Entries provided ->
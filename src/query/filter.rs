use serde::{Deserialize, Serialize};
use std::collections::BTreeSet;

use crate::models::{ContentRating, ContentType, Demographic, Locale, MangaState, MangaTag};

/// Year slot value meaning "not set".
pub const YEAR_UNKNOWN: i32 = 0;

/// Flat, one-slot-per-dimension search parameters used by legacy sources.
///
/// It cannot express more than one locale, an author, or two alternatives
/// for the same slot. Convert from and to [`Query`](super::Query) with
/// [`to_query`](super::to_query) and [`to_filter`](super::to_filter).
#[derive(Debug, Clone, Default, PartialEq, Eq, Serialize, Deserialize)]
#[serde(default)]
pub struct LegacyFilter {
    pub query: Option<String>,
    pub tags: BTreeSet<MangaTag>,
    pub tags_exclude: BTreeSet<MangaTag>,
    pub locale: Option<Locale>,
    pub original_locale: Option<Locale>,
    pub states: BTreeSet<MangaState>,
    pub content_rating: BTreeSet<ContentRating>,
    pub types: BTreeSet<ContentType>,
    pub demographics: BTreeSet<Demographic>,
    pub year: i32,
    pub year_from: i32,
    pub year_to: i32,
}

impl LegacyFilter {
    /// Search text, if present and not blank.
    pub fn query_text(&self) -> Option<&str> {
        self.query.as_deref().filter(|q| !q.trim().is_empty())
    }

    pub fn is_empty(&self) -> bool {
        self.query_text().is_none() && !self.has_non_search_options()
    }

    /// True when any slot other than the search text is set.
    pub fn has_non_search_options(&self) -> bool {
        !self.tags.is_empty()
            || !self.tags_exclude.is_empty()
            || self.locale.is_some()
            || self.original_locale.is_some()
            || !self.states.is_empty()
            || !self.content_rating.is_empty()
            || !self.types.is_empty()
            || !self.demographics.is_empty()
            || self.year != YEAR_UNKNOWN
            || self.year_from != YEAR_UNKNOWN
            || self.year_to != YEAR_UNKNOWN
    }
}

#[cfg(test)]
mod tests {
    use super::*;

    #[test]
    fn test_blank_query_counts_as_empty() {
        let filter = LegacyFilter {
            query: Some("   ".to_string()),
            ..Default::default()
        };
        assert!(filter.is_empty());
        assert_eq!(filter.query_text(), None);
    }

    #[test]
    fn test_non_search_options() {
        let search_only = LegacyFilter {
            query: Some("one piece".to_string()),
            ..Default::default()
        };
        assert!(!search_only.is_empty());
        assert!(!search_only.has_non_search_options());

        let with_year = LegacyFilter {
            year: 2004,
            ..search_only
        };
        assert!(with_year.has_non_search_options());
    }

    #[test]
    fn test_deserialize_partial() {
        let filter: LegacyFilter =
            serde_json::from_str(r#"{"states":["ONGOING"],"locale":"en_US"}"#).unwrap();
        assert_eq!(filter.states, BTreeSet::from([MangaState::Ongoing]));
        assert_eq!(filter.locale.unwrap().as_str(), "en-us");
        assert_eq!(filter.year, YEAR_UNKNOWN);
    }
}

What the task asks -> Please repeat word for word the lines above that run from the beginning through the line containing "for the same", keeping both the first and that last line.

Solution to this task ->
filename src/query/filter.rs
use serde::{Deserialize, Serialize};
use std::collections::BTreeSet;

use crate::models::{ContentRating, ContentType, Demographic, Locale, MangaState, MangaTag};

/// Year slot value meaning "not set".
pub const YEAR_UNKNOWN: i32 = 0;

/// Flat, one-slot-per-dimension search parameters used by legacy sources.
///
/// It cannot express more than one locale, an author, or two alternatives
/// for the same slot. Convert from and to [`Query`](super::Query) with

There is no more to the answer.